I really hope this doesn't end up getting ignored as "not serious" or "not respectable" as a dataset. I agree with /u/gwern - I think this really could be a very useful dataset for more advanced image understanding techniques, and I frankly don't see how we could otherwise get a better dataset with similarly rich metadata for any feasible amount of effort.

[–]gwern[S] 18 points19 points  (6 children)

Yeah. The first time I ran into Danbooru my reaction was amazement: 'what an incredible amount of metadata all hand-contributed by humans! and there's even an API? how is no one using this for computer vision AI yet?!' I waited 3 years and still nothing comes close to the density of annotation (even if there are various datasets which have more images), so since no one else was going to do it, I did.

[–]MrEldritch 18 points19 points  (4 children)

In all seriousness, the next best dataset if this takes off might be e621. It is ... almost exclusively furry pornography, but the dataset is of the same order of magnitude in size (1.3m vs. 2.9m) and MUCH more diverse (in both content and visual style) than Danbooru. And the tagging is comparable in quality, if not greater - although for the 'long tail' of more obscure tags, the problem persists of tag absences not necessarily signifying tag negations.

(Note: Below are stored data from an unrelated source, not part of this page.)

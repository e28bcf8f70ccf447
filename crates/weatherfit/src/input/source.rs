//! Raw rows as delivered by a tabular data source.

use std::fmt;
use std::path::PathBuf;

use chrono::{DateTime, Utc};
use indexmap::IndexMap;
use serde::{Deserialize, Serialize};

/// Metadata about the source data file.
#[derive(Debug, Clone, Serialize, Deserialize)]
pub struct SourceMetadata {
    /// File name without path.
    pub file: String,
    /// Full path to the file.
    pub path: PathBuf,
    /// SHA-256 hash of the file contents.
    pub hash: String,
    /// File size in bytes.
    pub size_bytes: u64,
    /// Detected format (csv, tsv, etc.).
    pub format: String,
    /// Number of data rows (excluding header).
    pub row_count: usize,
    /// Number of columns.
    pub column_count: usize,
    /// When the file was read.
    pub read_at: DateTime<Utc>,
}

impl SourceMetadata {
    /// Create metadata for a file that has been read.
    pub fn new(
        path: PathBuf,
        hash: String,
        size_bytes: u64,
        format: String,
        row_count: usize,
        column_count: usize,
    ) -> Self {
        let file = path
            .file_name()
            .map(|s| s.to_string_lossy().into_owned())
            .unwrap_or_default();

        Self {
            file,
            path,
            hash,
            size_bytes,
            format,
            row_count,
            column_count,
            read_at: Utc::now(),
        }
    }
}

/// A single raw cell: text, a number, or nothing at all.
#[derive(Debug, Clone, PartialEq, Serialize, Deserialize)]
#[serde(untagged)]
pub enum RawValue {
    Number(f64),
    Text(String),
    Empty,
}

impl RawValue {
    /// Interpret a delimited-file cell.
    ///
    /// Blank cells become [`RawValue::Empty`], cells holding a finite number
    /// become [`RawValue::Number`], and everything else is kept verbatim as text.
    pub fn from_cell(cell: &str) -> Self {
        let trimmed = cell.trim();
        if trimmed.is_empty() {
            return RawValue::Empty;
        }
        match trimmed.parse::<f64>() {
            Ok(n) if n.is_finite() => RawValue::Number(n),
            _ => RawValue::Text(cell.to_string()),
        }
    }

    /// Check whether this value counts as missing.
    pub fn is_missing(&self) -> bool {
        match self {
            RawValue::Empty => true,
            RawValue::Number(n) => !n.is_finite(),
            RawValue::Text(s) => is_null_value(s),
        }
    }

    /// Try to read the value as a finite number.
    pub fn as_number(&self) -> Option<f64> {
        let n = match self {
            RawValue::Number(n) => *n,
            RawValue::Text(s) => s.trim().parse::<f64>().ok()?,
            RawValue::Empty => return None,
        };
        n.is_finite().then_some(n)
    }
}

impl fmt::Display for RawValue {
    fn fmt(&self, f: &mut fmt::Formatter<'_>) -> fmt::Result {
        match self {
            RawValue::Number(n) => write!(f, "{}", n),
            RawValue::Text(s) => f.write_str(s),
            RawValue::Empty => Ok(()),
        }
    }
}

impl From<f64> for RawValue {
    fn from(value: f64) -> Self {
        RawValue::Number(value)
    }
}

impl From<&str> for RawValue {
    fn from(value: &str) -> Self {
        RawValue::Text(value.to_string())
    }
}

impl From<String> for RawValue {
    fn from(value: String) -> Self {
        RawValue::Text(value)
    }
}

impl<T: Into<RawValue>> From<Option<T>> for RawValue {
    fn from(value: Option<T>) -> Self {
        value.map(Into::into).unwrap_or(RawValue::Empty)
    }
}

/// Check if a text value represents a missing/null value.
pub fn is_null_value(value: &str) -> bool {
    let trimmed = value.trim();
    trimmed.is_empty()
        || trimmed.eq_ignore_ascii_case("na")
        || trimmed.eq_ignore_ascii_case("n/a")
        || trimmed.eq_ignore_ascii_case("nan")
        || trimmed.eq_ignore_ascii_case("null")
        || trimmed.eq_ignore_ascii_case("none")
        || trimmed.eq_ignore_ascii_case("nil")
        || trimmed == "."
        || trimmed == "-"
}

/// One record from the source, keyed by column name in source order.
#[derive(Debug, Clone, Default, PartialEq, Serialize, Deserialize)]
#[serde(transparent)]
pub struct RawRow {
    values: IndexMap<String, RawValue>,
}

impl RawRow {
    /// Create an empty row.
    pub fn new() -> Self {
        Self::default()
    }

    /// Add a column value.
    pub fn with(mut self, column: impl Into<String>, value: impl Into<RawValue>) -> Self {
        self.values.insert(column.into(), value.into());
        self
    }

    /// Get a value by column name.
    pub fn get(&self, column: &str) -> Option<&RawValue> {
        self.values.get(column)
    }

    /// Check whether the row has a column.
    pub fn contains(&self, column: &str) -> bool {
        self.values.contains_key(column)
    }

    /// Column names in source order.
    pub fn columns(&self) -> impl Iterator<Item = &str> {
        self.values.keys().map(|k| k.as_str())
    }

    /// Iterate over `(column, value)` pairs.
    pub fn iter(&self) -> impl Iterator<Item = (&str, &RawValue)> {
        self.values.iter().map(|(k, v)| (k.as_str(), v))
    }

    /// Number of columns in the row.
    pub fn len(&self) -> usize {
        self.values.len()
    }

    /// Whether the row has no columns.
    pub fn is_empty(&self) -> bool {
        self.values.is_empty()
    }
}

impl<K: Into<String>, V: Into<RawValue>> FromIterator<(K, V)> for RawRow {
    fn from_iter<I: IntoIterator<Item = (K, V)>>(iter: I) -> Self {
        Self {
            values: iter
                .into_iter()
                .map(|(k, v)| (k.into(), v.into()))
                .collect(),
        }
    }
}

/// Parsed tabular data.
#[derive(Debug, Clone)]
pub struct RawTable {
    /// Column headers.
    pub headers: Vec<String>,
    /// Rows keyed by header.
    pub rows: Vec<RawRow>,
    /// The delimiter used.
    pub delimiter: u8,
}

impl RawTable {
    /// Create a new raw table.
    pub fn new(headers: Vec<String>, rows: Vec<RawRow>, delimiter: u8) -> Self {
        Self {
            headers,
            rows,
            delimiter,
        }
    }

    /// Get the number of columns.
    pub fn column_count(&self) -> usize {
        self.headers.len()
    }

    /// Get the number of rows (excluding header).
    pub fn row_count(&self) -> usize {
        self.rows.len()
    }
}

An example task - that's tricky even for human taggers - would be tagging character gender. There isn't enough of a bias to declare a "default" gender that images are assumed to contain (like Danbooru's focus on anime girls), and there is an extremely large segment of confusing, ambiguous cases - intersex characters, extremely feminine-looking male characters, transgender characters, etc. However, because of e621's 'tag what you see policy', all tagging decisions are ultimately based only on what's available in the post itself, and not external context, so the correct answers are still decidable based only on pixels. (The quantity of intersex characters alone makes tagging gender a more challenging task, requiring relational reasoning - you cannot infer what gender characters an image contains only from the presence of obvious primary or secondary sexual characteristics, you also have to take into account whether they're attached to the same person)

But you would never, ever get anyone to take it seriously.

[–]gwern[S] 11 points12 points  (0 children)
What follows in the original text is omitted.